Есть в нашем роду математик, Александр Яковлевич, а его родной брат Иван Яковлевич Билибин — всем известный художник. Русские сказки, сказки Пушкина с его картинками, весьма возможно, видели?.. В девятьсот пятом году художник Билибин царя Николашку со всеми его регалиями ослом нарисовал, за что подвергнут был аресту, а журнал, который напечатал рисунок, закрыли. Сам я изучал алгебру и геометрию по-учебнику дяди, Николая Билибина, а его сын, тоже Николай, — ученый, этнограф. И вот сейчас, когда я с вами сижу здесь, на Колыме… — торжественно произносил Юрий, Александрович.

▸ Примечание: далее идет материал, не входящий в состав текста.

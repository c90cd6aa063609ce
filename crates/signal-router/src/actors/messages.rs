//! Message types for the router actor mailbox.
//!
//! All communication with the router uses strongly-typed message passing via
//! `tokio::sync::mpsc`; request-reply uses `tokio::sync::oneshot`.

use crate::protocol::{ClientEvent, ConnectionId, ParticipantInfo, ServerEvent};
use tokio::sync::{mpsc, oneshot};

/// Messages sent to the `RouterActor`.
#[derive(Debug)]
pub enum RouterMessage {
    /// A transport connection was accepted. The sender is the connection's
    /// outbound channel; the router owns the only clones.
    Connected {
        connection_id: ConnectionId,
        sender: mpsc::Sender<ServerEvent>,
    },

    /// A transport connection closed.
    Disconnected { connection_id: ConnectionId },

    /// An inbound event arrived on a connection.
    Inbound {
        connection_id: ConnectionId,
        event: ClientEvent,
    },

    /// Get current router state (for health and tests).
    GetState {
        respond_to: oneshot::Sender<RouterState>,
    },
}

/// Snapshot of router state.
#[derive(Debug, Clone)]
pub struct RouterState {
    /// Registered participants in insertion order.
    pub participants: Vec<ParticipantInfo>,
    /// Busy multiset contents.
    pub busy: Vec<String>,
    /// Live transport connections (registered or not).
    pub connection_count: usize,
    /// In-flight call sessions.
    pub call_count: usize,
}
//! Signal Router configuration.
//!
//! Configuration is loaded from environment variables with sensible
//! defaults. The bind address and channel capacities are externalized so
//! deployments never need a rebuild to retune them.

use std::collections::HashMap;
use std::env;
use thiserror::Error;

/// Default HTTP/WebSocket bind address.
pub const DEFAULT_BIND_ADDRESS: &str = "0.0.0.0:8080";

/// Default router actor mailbox capacity.
pub const DEFAULT_ROUTER_MAILBOX: usize = 500;

/// Default per-connection outbound buffer capacity.
pub const DEFAULT_CONNECTION_BUFFER: usize = 64;

/// Default instance ID prefix.
pub const DEFAULT_INSTANCE_ID_PREFIX: &str = "sr";

/// Signal Router configuration.
#[derive(Debug, Clone)]
pub struct Config {
    /// HTTP/WebSocket server bind address (default: "0.0.0.0:8080").
    pub bind_address: String,

    /// Router actor mailbox capacity (default: 500).
    pub router_mailbox: usize,

    /// Per-connection outbound buffer capacity (default: 64). A full buffer
    /// drops the event; delivery is at-most-once with no backpressure.
    pub connection_buffer: usize,

    /// Unique identifier for this router instance, used in logs.
    pub instance_id: String,
}

#[derive(Debug, Error)]
pub enum ConfigError {
    #[error("Invalid configuration value for {key}: {value}")]
    InvalidValue { key: String, value: String },
}

impl Config {
    /// Load configuration from environment variables.
    pub fn from_env() -> Result<Self, ConfigError> {
        Self::from_vars(&env::vars().collect())
    }

    /// Load configuration from a `HashMap` (for testing).
    pub fn from_vars(vars: &HashMap<String, String>) -> Result<Self, ConfigError> {
        let bind_address = vars
            .get("SR_BIND_ADDRESS")
            .cloned()
            .unwrap_or_else(|| DEFAULT_BIND_ADDRESS.to_string());

        let router_mailbox = parse_capacity(vars, "SR_ROUTER_MAILBOX", DEFAULT_ROUTER_MAILBOX)?;
        let connection_buffer =
            parse_capacity(vars, "SR_CONNECTION_BUFFER", DEFAULT_CONNECTION_BUFFER)?;

        let instance_id = vars.get("SR_INSTANCE_ID").cloned().unwrap_or_else(|| {
            let hostname = std::env::var("HOSTNAME").unwrap_or_else(|_| "unknown".to_string());
            let uuid_suffix = uuid::Uuid::new_v4().to_string();
            let short_suffix = uuid_suffix.get(..8).unwrap_or("00000000");
            format!("{DEFAULT_INSTANCE_ID_PREFIX}-{hostname}-{short_suffix}")
        });

        Ok(Config {
            bind_address,
            router_mailbox,
            connection_buffer,
            instance_id,
        })
    }
}

/// Parse a positive capacity value, rejecting zero and non-numeric input.
fn parse_capacity(
    vars: &HashMap<String, String>,
    key: &str,
    default: usize,
) -> Result<usize, ConfigError> {
    match vars.get(key) {
        None => Ok(default),
        Some(raw) => match raw.parse::<usize>() {
            Ok(value) if value > 0 => Ok(value),
            _ => Err(ConfigError::InvalidValue {
                key: key.to_string(),
                value: raw.clone(),
            }),
        },
    }
}

#[cfg(test)]
#[allow(clippy::unwrap_used, clippy::expect_used)]
mod tests {
    use super::*;

    #[test]
    fn test_from_vars_defaults() {
        let config = Config::from_vars(&HashMap::new()).expect("Config should load");

        assert_eq!(config.bind_address, DEFAULT_BIND_ADDRESS);
        assert_eq!(config.router_mailbox, DEFAULT_ROUTER_MAILBOX);
        assert_eq!(config.connection_buffer, DEFAULT_CONNECTION_BUFFER);
        assert!(config.instance_id.starts_with("sr-"));
    }

    #[test]
    fn test_from_vars_custom_values() {
        let vars = HashMap::from([
            ("SR_BIND_ADDRESS".to_string(), "127.0.0.1:9090".to_string()),
            ("SR_ROUTER_MAILBOX".to_string(), "100".to_string()),
            ("SR_CONNECTION_BUFFER".to_string(), "16".to_string()),
            ("SR_INSTANCE_ID".to_string(), "sr-custom-001".to_string()),
        ]);

        let config = Config::from_vars(&vars).expect("Config should load");

        assert_eq!(config.bind_address, "127.0.0.1:9090");
        assert_eq!(config.router_mailbox, 100);
        assert_eq!(config.connection_buffer, 16);
        assert_eq!(config.instance_id, "sr-custom-001");
    }

    #[test]
    fn test_invalid_mailbox_capacity_rejected() {
        for bad in ["0", "-5", "lots"] {
            let vars = HashMap::from([("SR_ROUTER_MAILBOX".to_string(), bad.to_string())]);
            let result = Config::from_vars(&vars);
            assert!(
                matches!(result, Err(ConfigError::InvalidValue { ref key, .. }) if key == "SR_ROUTER_MAILBOX"),
                "value {bad} should be rejected"
            );
        }
    }

    #[test]
    fn test_invalid_connection_buffer_rejected() {
        let vars = HashMap::from([("SR_CONNECTION_BUFFER".to_string(), "zero".to_string())]);
        assert!(Config::from_vars(&vars).is_err());
    }
}
//! Router metrics.
//!
//! An atomics-backed snapshot for in-process readers plus emission through
//! the `metrics` facade for the Prometheus `/metrics` endpoint. All metrics
//! carry the `sr_` prefix.

use std::sync::atomic::{AtomicU64, AtomicUsize, Ordering};
use std::sync::Arc;

/// Shared router metrics.
#[derive(Debug, Default)]
pub struct RouterMetrics {
    /// Live transport connections.
    connections: AtomicUsize,
    /// Events delivered to at least one recipient.
    events_routed: AtomicU64,
    /// Directed events dropped on lookup miss or full buffer.
    events_dropped: AtomicU64,
    /// Inbound frames rejected as malformed.
    payloads_rejected: AtomicU64,
}

/// Point-in-time metrics values.
#[derive(Debug, Clone, Copy)]
pub struct MetricsSnapshot {
    pub connections: usize,
    pub events_routed: u64,
    pub events_dropped: u64,
    pub payloads_rejected: u64,
}

impl RouterMetrics {
    /// Create shared metrics.
    #[must_use]
    pub fn new() -> Arc<Self> {
        Arc::new(Self::default())
    }

    /// Record a connection being accepted.
    pub fn connection_opened(&self) {
        let count = self.connections.fetch_add(1, Ordering::Relaxed) + 1;
        metrics::gauge!("sr_connections_active").set(usize_as_f64(count));
    }

    /// Record a connection closing.
    pub fn connection_closed(&self) {
        let previous = self.connections.fetch_sub(1, Ordering::Relaxed);
        metrics::gauge!("sr_connections_active").set(usize_as_f64(previous.saturating_sub(1)));
    }

    /// Record a delivered event.
    pub fn event_routed(&self) {
        self.events_routed.fetch_add(1, Ordering::Relaxed);
        metrics::counter!("sr_events_routed_total").increment(1);
    }

    /// Record a dropped event (unresolved target or full buffer).
    pub fn event_dropped(&self) {
        self.events_dropped.fetch_add(1, Ordering::Relaxed);
        metrics::counter!("sr_events_dropped_total").increment(1);
    }

    /// Record a malformed inbound frame.
    pub fn payload_rejected(&self) {
        self.payloads_rejected.fetch_add(1, Ordering::Relaxed);
        metrics::counter!("sr_payloads_rejected_total").increment(1);
    }

    /// Current values.
    #[must_use]
    pub fn snapshot(&self) -> MetricsSnapshot {
        MetricsSnapshot {
            connections: self.connections.load(Ordering::Relaxed),
            events_routed: self.events_routed.load(Ordering::Relaxed),
            events_dropped: self.events_dropped.load(Ordering::Relaxed),
            payloads_rejected: self.payloads_rejected.load(Ordering::Relaxed),
        }
    }
}

/// Gauge values stay far below 2^52; the conversion is lossless in practice.
#[allow(clippy::cast_precision_loss)]
fn usize_as_f64(value: usize) -> f64 {
    value as f64
}
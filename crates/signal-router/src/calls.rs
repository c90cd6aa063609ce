//! Call session tracker.
//!
//! Each call attempt is an explicit session keyed by the unordered username
//! pair, rather than being implied by busy-list membership, so that removals
//! match the correct call when a user has multiple concurrent attempts.
//!
//! The tracker is bookkeeping, not a validator: no transition is rejected.
//! An `accept-call` with no matching `call` still routes; the tracker simply
//! has nothing to record.

/// Lifecycle state of a call attempt.
#[derive(Debug, Clone, Copy, PartialEq, Eq)]
pub enum CallState {
    /// Invitation sent, awaiting accept/reject/cancel.
    Ringing,
    /// Invitation accepted, call in progress.
    Active,
}

/// An in-flight call attempt between two participants.
#[derive(Debug, Clone, PartialEq, Eq)]
pub struct CallSession {
    /// Username that initiated the call.
    pub caller: String,
    /// Username that was invited.
    pub callee: String,
    /// Current lifecycle state.
    pub state: CallState,
}

impl CallSession {
    fn matches_pair(&self, a: &str, b: &str) -> bool {
        (self.caller == a && self.callee == b) || (self.caller == b && self.callee == a)
    }

    fn involves(&self, username: &str) -> bool {
        self.caller == username || self.callee == username
    }
}

/// Ordered collection of in-flight call sessions.
#[derive(Debug, Default)]
pub struct CallTracker {
    sessions: Vec<CallSession>,
}

impl CallTracker {
    /// Create an empty tracker.
    #[must_use]
    pub fn new() -> Self {
        Self {
            sessions: Vec::new(),
        }
    }

    /// Record a new ringing attempt from `caller` to `callee`.
    pub fn begin(&mut self, caller: &str, callee: &str) {
        self.sessions.push(CallSession {
            caller: caller.to_string(),
            callee: callee.to_string(),
            state: CallState::Ringing,
        });
    }

    /// Mark the first ringing session for this pair as active. No-op when no
    /// such session exists.
    pub fn accept(&mut self, from: &str, to: &str) {
        if let Some(session) = self
            .sessions
            .iter_mut()
            .find(|s| s.state == CallState::Ringing && s.matches_pair(from, to))
        {
            session.state = CallState::Active;
        }
    }

    /// Remove the first session for this pair (any state), returning it.
    /// No-op when no session matches.
    pub fn end(&mut self, from: &str, to: &str) -> Option<CallSession> {
        let index = self.sessions.iter().position(|s| s.matches_pair(from, to))?;
        Some(self.sessions.remove(index))
    }

    /// Remove and return the first session involving `username`, for
    /// disconnect reconciliation.
    pub fn take_for_user(&mut self, username: &str) -> Option<CallSession> {
        let index = self.sessions.iter().position(|s| s.involves(username))?;
        Some(self.sessions.remove(index))
    }

    /// Number of in-flight sessions.
    #[must_use]
    pub fn len(&self) -> usize {
        self.sessions.len()
    }

    /// Whether no sessions are in flight.
    #[must_use]
    pub fn is_empty(&self) -> bool {
        self.sessions.is_empty()
    }
}

#[cfg(test)]
#[allow(clippy::unwrap_used, clippy::expect_used)]
mod tests {
    use super::*;

    #[test]
    fn test_begin_and_accept() {
        let mut calls = CallTracker::new();
        calls.begin("alice", "bob");
        assert_eq!(calls.len(), 1);

        // Accept arrives with the pair reversed relative to the invite.
        calls.accept("alice", "bob");
        let session = calls.end("bob", "alice").unwrap();
        assert_eq!(session.state, CallState::Active);
        assert_eq!(session.caller, "alice");
    }

    #[test]
    fn test_end_matches_unordered_pair() {
        let mut calls = CallTracker::new();
        calls.begin("alice", "bob");

        assert!(calls.end("bob", "alice").is_some());
        assert!(calls.is_empty());
    }

    #[test]
    fn test_accept_without_invite_is_noop() {
        let mut calls = CallTracker::new();
        calls.accept("alice", "bob");
        assert!(calls.is_empty());
    }

    #[test]
    fn test_end_without_session_is_noop() {
        let mut calls = CallTracker::new();
        assert!(calls.end("alice", "bob").is_none());
    }

    #[test]
    fn test_concurrent_attempts_resolve_to_correct_pair() {
        let mut calls = CallTracker::new();
        calls.begin("alice", "bob");
        calls.begin("carol", "bob");

        // Ending carol<->bob leaves the alice<->bob attempt untouched.
        let ended = calls.end("bob", "carol").unwrap();
        assert_eq!(ended.caller, "carol");
        assert_eq!(calls.len(), 1);

        let remaining = calls.take_for_user("bob").unwrap();
        assert_eq!(remaining.caller, "alice");
    }

    #[test]
    fn test_take_for_user() {
        let mut calls = CallTracker::new();
        calls.begin("alice", "bob");

        let session = calls.take_for_user("bob").unwrap();
        assert_eq!(session.caller, "alice");
        assert_eq!(session.callee, "bob");
        assert!(calls.is_empty());

        assert!(calls.take_for_user("bob").is_none());
    }
}
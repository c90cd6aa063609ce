//! Health endpoints.
//!
//! Kubernetes-compatible probes:
//! - `GET /health` - Liveness (is the process running?)
//! - `GET /ready` - Readiness (is the listener accepting signaling traffic?)
//!
//! Readiness flips on once the listener is bound and off again at the start
//! of shutdown so load balancers stop sending new connections.

use axum::{extract::State, http::StatusCode, routing::get, Router};
use std::sync::atomic::{AtomicBool, Ordering};
use std::sync::Arc;

/// Health state for the router process.
#[derive(Debug)]
pub struct HealthState {
    /// Whether the service is live (process running).
    live: AtomicBool,
    /// Whether the service is ready to accept connections.
    ready: AtomicBool,
}

impl Default for HealthState {
    fn default() -> Self {
        Self::new()
    }
}

impl HealthState {
    /// Create a new health state (live=true, ready=false).
    #[must_use]
    pub fn new() -> Self {
        Self {
            live: AtomicBool::new(true),
            ready: AtomicBool::new(false),
        }
    }

    /// Mark the service as ready to accept connections.
    pub fn set_ready(&self) {
        self.ready.store(true, Ordering::SeqCst);
    }

    /// Mark the service as not ready (e.g., during shutdown).
    pub fn set_not_ready(&self) {
        self.ready.store(false, Ordering::SeqCst);
    }

    /// Check if the service is live.
    #[must_use]
    pub fn is_live(&self) -> bool {
        self.live.load(Ordering::SeqCst)
    }

    /// Check if the service is ready.
    #[must_use]
    pub fn is_ready(&self) -> bool {
        self.ready.load(Ordering::SeqCst)
    }
}

/// Create the health router with liveness and readiness endpoints.
pub fn health_router(health_state: Arc<HealthState>) -> Router {
    Router::new()
        .route("/health", get(liveness_handler))
        .route("/ready", get(readiness_handler))
        .with_state(health_state)
}

/// Liveness probe handler.
async fn liveness_handler(State(state): State<Arc<HealthState>>) -> StatusCode {
    if state.is_live() {
        StatusCode::OK
    } else {
        StatusCode::SERVICE_UNAVAILABLE
    }
}

/// Readiness probe handler.
async fn readiness_handler(State(state): State<Arc<HealthState>>) -> StatusCode {
    if state.is_ready() {
        StatusCode::OK
    } else {
        StatusCode::SERVICE_UNAVAILABLE
    }
}

#[cfg(test)]
#[allow(clippy::unwrap_used, clippy::expect_used)]
mod tests {
    use super::*;
    use axum::body::Body;
    use axum::http::Request;
    use http_body_util::BodyExt;
    use tower::util::ServiceExt;

    #[test]
    fn test_health_state_default() {
        let state = HealthState::new();
        assert!(state.is_live(), "Should be live by default");
        assert!(!state.is_ready(), "Should not be ready by default");
    }

    #[test]
    fn test_health_state_ready_transitions() {
        let state = HealthState::new();

        state.set_ready();
        assert!(state.is_ready());

        state.set_not_ready();
        assert!(!state.is_ready());
    }

    #[tokio::test]
    async fn test_liveness_endpoint_returns_ok() {
        let state = Arc::new(HealthState::new());
        let app = health_router(state);

        let request = Request::builder()
            .uri("/health")
            .body(Body::empty())
            .expect("Failed to build request");

        let response = app.oneshot(request).await.expect("Failed to execute request");
        assert_eq!(response.status(), StatusCode::OK);

        let body = response
            .into_body()
            .collect()
            .await
            .expect("Failed to read body")
            .to_bytes();
        assert!(body.is_empty(), "probes respond with status only");
    }

    #[tokio::test]
    async fn test_readiness_endpoint_not_ready() {
        let state = Arc::new(HealthState::new());
        let app = health_router(state);

        let request = Request::builder()
            .uri("/ready")
            .body(Body::empty())
            .expect("Failed to build request");

        let response = app.oneshot(request).await.expect("Failed to execute request");
        assert_eq!(response.status(), StatusCode::SERVICE_UNAVAILABLE);
    }

    #[tokio::test]
    async fn test_readiness_endpoint_ready() {
        let state = Arc::new(HealthState::new());
        state.set_ready();
        let app = health_router(Arc::clone(&state));

        let request = Request::builder()
            .uri("/ready")
            .body(Body::empty())
            .expect("Failed to build request");

        let response = app.oneshot(request).await.expect("Failed to execute request");
        assert_eq!(response.status(), StatusCode::OK);
    }
}
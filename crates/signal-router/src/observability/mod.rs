//! Observability: health endpoints.
//!
//! The `/metrics` endpoint is served separately via
//! `metrics-exporter-prometheus`, composed onto the app router in main.

mod health;

pub use health::{health_router, HealthState};
mod components;
mod pages;
mod services;

use log::LevelFilter;
use master_tailor_backend::backend::domain::{PageInitializer, PageRouter};
use yew::html::BaseComponent;

use pages::booking::BookingPage;
use pages::dashboard::DashboardPage;
use pages::designs::DesignsPage;
use pages::login::LoginPage;
use services::logging::{self, Logger};
use services::shop::{open_shop, PageProps, ShopHandle};

/// Element each page renders into; falls back to `<body>`
const ROOT_ELEMENT_ID: &str = "app";

/// Mounts the Yew component for the routed page
struct PageMounter {
    shop: ShopHandle,
}

impl PageMounter {
    fn mount<C>(&self)
    where
        C: BaseComponent<Properties = PageProps>,
    {
        let props = PageProps {
            shop: self.shop.clone(),
        };
        match gloo::utils::document().get_element_by_id(ROOT_ELEMENT_ID) {
            Some(root) => yew::Renderer::<C>::with_root_and_props(root, props).render(),
            None => yew::Renderer::<C>::with_props(props).render(),
        };
    }
}

impl PageInitializer for PageMounter {
    fn init_designs(&mut self) {
        self.mount::<DesignsPage>();
    }

    fn init_booking(&mut self) {
        self.mount::<BookingPage>();
    }

    fn init_login(&mut self) {
        self.mount::<LoginPage>();
    }

    fn init_dashboard(&mut self) {
        self.mount::<DashboardPage>();
    }
}

fn main() {
    logging::init(LevelFilter::Info);

    // Opening the shop seeds storage on first visit, on every page
    let shop = match open_shop() {
        Ok(shop) => shop,
        Err(e) => {
            Logger::error_with_component("app", &format!("Failed to open local storage: {:#}", e));
            return;
        }
    };

    let path = gloo::utils::window().location().pathname().unwrap_or_default();
    let mut mounter = PageMounter { shop };
    if PageRouter::route(&path, &mut mounter).is_none() {
        Logger::debug_with_component("app", &format!("No page logic for {}", path));
    }
}
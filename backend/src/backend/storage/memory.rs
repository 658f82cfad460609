use anyhow::{anyhow, Result};
use std::collections::HashMap;
use std::sync::{Arc, Mutex};

use super::traits::KeyValueStore;

/// In-process key-value store
///
/// Backs session-scoped state in the CLI and every test that does not care
/// about the file system. Clones share the same map.
#[derive(Clone, Default)]
pub struct MemoryStore {
    entries: Arc<Mutex<HashMap<String, String>>>,
}

impl MemoryStore {
    pub fn new() -> Self {
        Self::default()
    }
}

impl KeyValueStore for MemoryStore {
    fn get(&self, key: &str) -> Result<Option<String>> {
        let entries = self
            .entries
            .lock()
            .map_err(|_| anyhow!("Memory store lock poisoned"))?;
        Ok(entries.get(key).cloned())
    }

    fn set(&self, key: &str, value: &str) -> Result<()> {
        let mut entries = self
            .entries
            .lock()
            .map_err(|_| anyhow!("Memory store lock poisoned"))?;
        entries.insert(key.to_string(), value.to_string());
        Ok(())
    }

    fn remove(&self, key: &str) -> Result<()> {
        let mut entries = self
            .entries
            .lock()
            .map_err(|_| anyhow!("Memory store lock poisoned"))?;
        entries.remove(key);
        Ok(())
    }
}
use shared::{BookingRow, DashboardStats};
use yew::prelude::*;

#[derive(Properties, PartialEq)]
pub struct BookingsTableProps {
    pub rows: Vec<BookingRow>,
    pub stats: DashboardStats,
}

#[function_component(BookingsTable)]
pub fn bookings_table(props: &BookingsTableProps) -> Html {
    html! {
        <section class="bookings-section">
            <div class="stats">
                <div class="stat-card">
                    <span class="stat-value">{props.stats.total_bookings}</span>
                    <span class="stat-label">{"Total Bookings"}</span>
                </div>
                <div class="stat-card">
                    <span class="stat-value">{props.stats.upcoming_bookings}</span>
                    <span class="stat-label">{"Upcoming"}</span>
                </div>
            </div>

            <table id="bookings-table">
                <thead>
                    <tr>
                        <th>{"Date / Time"}</th>
                        <th>{"Customer"}</th>
                        <th>{"Mobile"}</th>
                        <th>{"Design"}</th>
                        <th>{"Status"}</th>
                    </tr>
                </thead>
                <tbody>
                    {if props.rows.is_empty() {
                        html! {
                            <tr><td colspan="5" class="empty-row">{"No bookings found."}</td></tr>
                        }
                    } else {
                        html! {
                            {for props.rows.iter().map(|row| html! {
                                <tr key={row.booking_id}>
                                    <td>{&row.booking_date}<br /><small>{&row.booking_time}</small></td>
                                    <td>{&row.customer_name}</td>
                                    <td>{&row.customer_mobile}</td>
                                    <td>{&row.design_name}</td>
                                    <td><span class="status-confirmed">{row.status.to_string()}</span></td>
                                </tr>
                            })}
                        }
                    }}
                </tbody>
            </table>
        </section>
    }
}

— …и жду, когда съедят… — таким же тоном продолжил Алехин.

Но его оборвал Степан Степанович:

— Помолчи ты, бесконвойный Алеха…

— …не язык, а коровья лепеха, — удачно скаламбурил Юрий Александрович, и все, даже Алехин, захохотали.

Отсмеявшись, Юрий Александрович продолжал:

— И вот сейчас, когда сижу я с вами здесь, на Колыме, в ночь под рождество, голодный и холодный странничек, в это же время сравнительно недалеко отсюда, на берегу Охотского моря, на Камчатке, так же сидит среди коряков или ительменов этот самый ученый-этнограф Николай Николаевич Билибин — изучает их быт, строит для них культбазу…

— …и ест оленину, а у нас конины осталось только на завтрак.

На этот раз никто Алехина не одернул, все помолчали, пока Юрий Александрович опять не заговорил:

— Ничего, догоры, выживем… Каждый Билибин оставил свой след в истории России! И мне дали имя неспроста — Георгий! Юрием я стал недавно, на Алдане, зваться…

— Ну, это все равно: что ты Юрий, что Георгий, что Егор — повесь Портки на забор, — опять подковырнул Алехин, и все тихо посмеялись, кроме Юрия Александровича.

— Нет, не все равно. Юрий, — это мирское имя. А Георгием меня нарекли в честь святого, храброго воина и заступника всех простых людей, Георгия Победоносца, самого любимого святого на Руси!

А когда меня крестили, то вся Россия в колокола звонила! Не верите?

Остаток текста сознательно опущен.